> _Task statement_: Find every line in the records below that contains the word "CameraConfig", and copy each such line.

=== Section Start ===

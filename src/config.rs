//! Application configuration loaded from TOML.
//!
//! Every section is optional; missing fields fall back to the defaults below,
//! which reproduce the classic 800×800 viewer with a 32×32 unit sphere.
//!
//! ```toml
//! material = 2
//!
//! [window]
//! title = "Phong Lighting Model"
//! width = 1024
//! height = 768
//!
//! [sphere]
//! latitude_segments = 64
//! longitude_segments = 64
//!
//! [light]
//! position = [2.0, 2.0, 2.0]
//! step = 0.25
//! ```

use crate::error::ConfigError;
use crate::material::MaterialKind;
use serde::{Deserialize, Serialize};
use std::path::Path;
use tracing::info;

/// Window creation options.
#[derive(Clone, Debug, PartialEq, Serialize, Deserialize)]
#[serde(default)]
pub struct WindowConfig {
    pub title: String,
    pub width: u32,
    pub height: u32,
}

impl Default for WindowConfig {
    fn default() -> Self {
        Self {
            title: "Phong Lighting Model".to_string(),
            width: 800,
            height: 800,
        }
    }
}

/// Sphere tessellation.
#[derive(Clone, Debug, PartialEq, Serialize, Deserialize)]
#[serde(default)]
pub struct SphereConfig {
    pub radius: f32,
    pub latitude_segments: u32,
    pub longitude_segments: u32,
}

impl Default for SphereConfig {
    fn default() -> Self {
        Self {
            radius: 1.0,
            latitude_segments: 32,
            longitude_segments: 32,
        }
    }
}

/// Projection and orbit parameters.
#[derive(Clone, Debug, PartialEq, Serialize, Deserialize)]
#[serde(default)]
pub struct CameraConfig {
    /// Vertical field of view in degrees.
    pub fov_degrees: f32,
    pub near: f32,
    pub far: f32,
    /// Horizontal distance from the orbit axis.
    pub orbit_radius: f32,
    pub orbit_height: f32,
    /// Orbit speed in degrees per second.
    pub orbit_speed_degrees: f32,
}

impl Default for CameraConfig {
    fn default() -> Self {
        Self {
            fov_degrees: 45.0,
            near: 0.1,
            far: 100.0,
            orbit_radius: 3.0,
            orbit_height: 1.5,
            orbit_speed_degrees: 30.0,
        }
    }
}

/// Point light placement.
#[derive(Clone, Debug, PartialEq, Serialize, Deserialize)]
#[serde(default)]
pub struct LightConfig {
    pub position: [f32; 3],
    pub color: [f32; 3],
    /// Distance one key press moves the light.
    pub step: f32,
}

impl Default for LightConfig {
    fn default() -> Self {
        Self {
            position: [2.0, 2.0, 2.0],
            color: [1.0, 1.0, 1.0],
            step: 0.1,
        }
    }
}

/// Top-level configuration.
#[derive(Clone, Debug, Default, PartialEq, Serialize, Deserialize)]
#[serde(default)]
pub struct AppConfig {
    /// Initial material preset id (0 = metal, 1 = wall, 2 = wood, 3 = plastic).
    pub material: i32,
    pub window: WindowConfig,
    pub sphere: SphereConfig,
    pub camera: CameraConfig,
    pub light: LightConfig,
}

impl AppConfig {
    pub fn new() -> Self {
        Self::default()
    }

    pub fn title(mut self, title: impl Into<String>) -> Self {
        self.window.title = title.into();
        self
    }

    pub fn size(mut self, width: u32, height: u32) -> Self {
        self.window.width = width;
        self.window.height = height;
        self
    }

    pub fn sphere_segments(mut self, latitude: u32, longitude: u32) -> Self {
        self.sphere.latitude_segments = latitude;
        self.sphere.longitude_segments = longitude;
        self
    }

    /// Applies command-line sphere resolution overrides, then validates the
    /// result. `None` keeps the configured value.
    pub fn with_segment_overrides(
        self,
        latitude: Option<u32>,
        longitude: Option<u32>,
    ) -> Result<Self, ConfigError> {
        let lat = latitude.unwrap_or(self.sphere.latitude_segments);
        let lon = longitude.unwrap_or(self.sphere.longitude_segments);
        let config = self.sphere_segments(lat, lon);
        config.validate()?;
        Ok(config)
    }

    /// Parses a TOML document and validates it.
    pub fn from_toml_str(content: &str) -> Result<Self, ConfigError> {
        let config: AppConfig = toml::from_str(content)?;
        config.validate()?;
        Ok(config)
    }

    /// Reads, parses and validates the file at `path`.
    pub fn load(path: &Path) -> Result<Self, ConfigError> {
        let content = std::fs::read_to_string(path).map_err(|source| ConfigError::Io {
            path: path.to_path_buf(),
            source,
        })?;
        let config = Self::from_toml_str(&content)?;
        info!("loaded config from {}", path.display());
        Ok(config)
    }

    /// Checks every numeric range, reporting all violations at once.
    pub fn validate(&self) -> Result<(), ConfigError> {
        let mut errors: Vec<String> = Vec::new();

        if self.window.width == 0 || self.window.height == 0 {
            errors.push(format!(
                "window size must be non-zero, got {}x{}",
                self.window.width, self.window.height
            ));
        }

        let sphere = &self.sphere;
        if !(sphere.radius.is_finite() && sphere.radius > 0.0) {
            errors.push(format!("sphere.radius must be positive, got {}", sphere.radius));
        }
        if sphere.latitude_segments == 0 {
            errors.push("sphere.latitude_segments must be at least 1".to_string());
        }
        if sphere.longitude_segments == 0 {
            errors.push("sphere.longitude_segments must be at least 1".to_string());
        }

        let camera = &self.camera;
        if !(camera.fov_degrees > 0.0 && camera.fov_degrees < 180.0) {
            errors.push(format!(
                "camera.fov_degrees must be inside (0, 180), got {}",
                camera.fov_degrees
            ));
        }
        if !(camera.near.is_finite() && camera.near > 0.0) {
            errors.push(format!("camera.near must be positive, got {}", camera.near));
        }
        if !(camera.far.is_finite() && camera.far > camera.near) {
            errors.push(format!(
                "camera.far must exceed camera.near, got {} <= {}",
                camera.far, camera.near
            ));
        }
        if !(camera.orbit_radius.is_finite() && camera.orbit_radius > 0.0) {
            errors.push(format!(
                "camera.orbit_radius must be positive, got {}",
                camera.orbit_radius
            ));
        }

        if !camera.orbit_height.is_finite() {
            errors.push(format!(
                "camera.orbit_height must be finite, got {}",
                camera.orbit_height
            ));
        }
        if !camera.orbit_speed_degrees.is_finite() {
            errors.push(format!(
                "camera.orbit_speed_degrees must be finite, got {}",
                camera.orbit_speed_degrees
            ));
        }

        let light = &self.light;
        if !light.position.iter().all(|c| c.is_finite()) {
            errors.push(format!("light.position must be finite, got {:?}", light.position));
        }
        if !light.color.iter().all(|c| c.is_finite()) {
            errors.push(format!("light.color must be finite, got {:?}", light.color));
        }
        if !(self.light.step.is_finite() && self.light.step > 0.0) {
            errors.push(format!("light.step must be positive, got {}", self.light.step));
        }
        if MaterialKind::from_id(self.material).is_none() {
            errors.push(format!("material must be 0..=3, got {}", self.material));
        }

        if errors.is_empty() {
            Ok(())
        } else {
            Err(ConfigError::Validation(errors.join("; ")))
        }
    }
}

#[cfg(test)]
mod tests {
    use super::*;

    #[test]
    fn default_config_is_valid() {
        let config = AppConfig::default();
        assert!(config.validate().is_ok());
        assert_eq!(config.window.width, 800);
        assert_eq!(config.window.height, 800);
        assert_eq!(config.sphere.latitude_segments, 32);
        assert_eq!(config.camera.fov_degrees, 45.0);
    }

    #[test]
    fn partial_toml_keeps_defaults() {
        let config = AppConfig::from_toml_str(
            r#"
material = 3

[sphere]
latitude_segments = 12

[light]
step = 0.5
"#,
        )
        .unwrap();

        assert_eq!(config.material, 3);
        assert_eq!(config.sphere.latitude_segments, 12);
        assert_eq!(config.sphere.longitude_segments, 32);
        assert_eq!(config.light.step, 0.5);
        assert_eq!(config.light.position, [2.0, 2.0, 2.0]);
        assert_eq!(config.window.title, "Phong Lighting Model");
    }

    #[test]
    fn invalid_toml_is_a_parse_error() {
        let err = AppConfig::from_toml_str("this is not valid toml {{{").unwrap_err();
        assert!(matches!(err, ConfigError::Parse(_)));
    }

    #[test]
    fn validation_collects_every_problem() {
        let mut config = AppConfig::new().sphere_segments(0, 8);
        config.camera.near = 10.0;
        config.camera.far = 10.0;
        config.material = 7;

        let Err(ConfigError::Validation(msg)) = config.validate() else {
            panic!("expected validation error");
        };
        assert!(msg.contains("latitude_segments"));
        assert!(msg.contains("camera.far"));
        assert!(msg.contains("material"));
        assert!(!msg.contains("longitude_segments"));
    }

    #[test]
    fn non_finite_orbit_and_light_values_are_rejected() {
        let cases = [
            ("[camera]\norbit_speed_degrees = nan\n", "camera.orbit_speed_degrees"),
            ("[camera]\norbit_height = inf\n", "camera.orbit_height"),
            ("[light]\nposition = [2.0, nan, 2.0]\n", "light.position"),
            ("[light]\ncolor = [1.0, 1.0, -inf]\n", "light.color"),
        ];
        for (toml, field) in cases {
            match AppConfig::from_toml_str(toml) {
                Err(ConfigError::Validation(msg)) => assert!(msg.contains(field), "{msg}"),
                other => panic!("expected validation error for {field}, got {other:?}"),
            }
        }
    }

    #[test]
    fn out_of_range_fov_is_rejected() {
        let err = AppConfig::from_toml_str("[camera]\nfov_degrees = 180.0\n").unwrap_err();
        assert!(matches!(err, ConfigError::Validation(_)));
    }

    #[test]
    fn load_reads_file() {
        let dir = tempfile::tempdir().unwrap();
        let path = dir.path().join("phong.toml");
        std::fs::write(&path, "[window]\nwidth = 1024\nheight = 768\n").unwrap();

        let config = AppConfig::load(&path).unwrap();
        assert_eq!(config.window.width, 1024);
        assert_eq!(config.window.height, 768);
    }

    #[test]
    fn load_missing_file_is_io_error() {
        let dir = tempfile::tempdir().unwrap();
        let err = AppConfig::load(&dir.path().join("missing.toml")).unwrap_err();
        assert!(matches!(err, ConfigError::Io { .. }));
    }

    #[test]
    fn segment_overrides_are_validated() {
        let config = AppConfig::default()
            .with_segment_overrides(Some(12), None)
            .unwrap();
        assert_eq!(config.sphere.latitude_segments, 12);
        assert_eq!(config.sphere.longitude_segments, 32);

        let err = AppConfig::default()
            .with_segment_overrides(Some(0), Some(8))
            .unwrap_err();
        let ConfigError::Validation(msg) = err else {
            panic!("expected validation error, got {err:?}");
        };
        assert!(msg.contains("latitude_segments"));
    }

    #[test]
    fn builder_overrides_window() {
        let config = AppConfig::new().title("Sphere").size(640, 480);
        assert_eq!(config.window.title, "Sphere");
        assert_eq!((config.window.width, config.window.height), (640, 480));
    }

    #[test]
    fn serialized_defaults_parse_back() {
        let text = toml::to_string(&AppConfig::default()).unwrap();
        assert_eq!(AppConfig::from_toml_str(&text).unwrap(), AppConfig::default());
    }
}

=== Section End ===

> _Response to the task_:
pub struct CameraConfig {
impl Default for CameraConfig {
    pub camera: CameraConfig,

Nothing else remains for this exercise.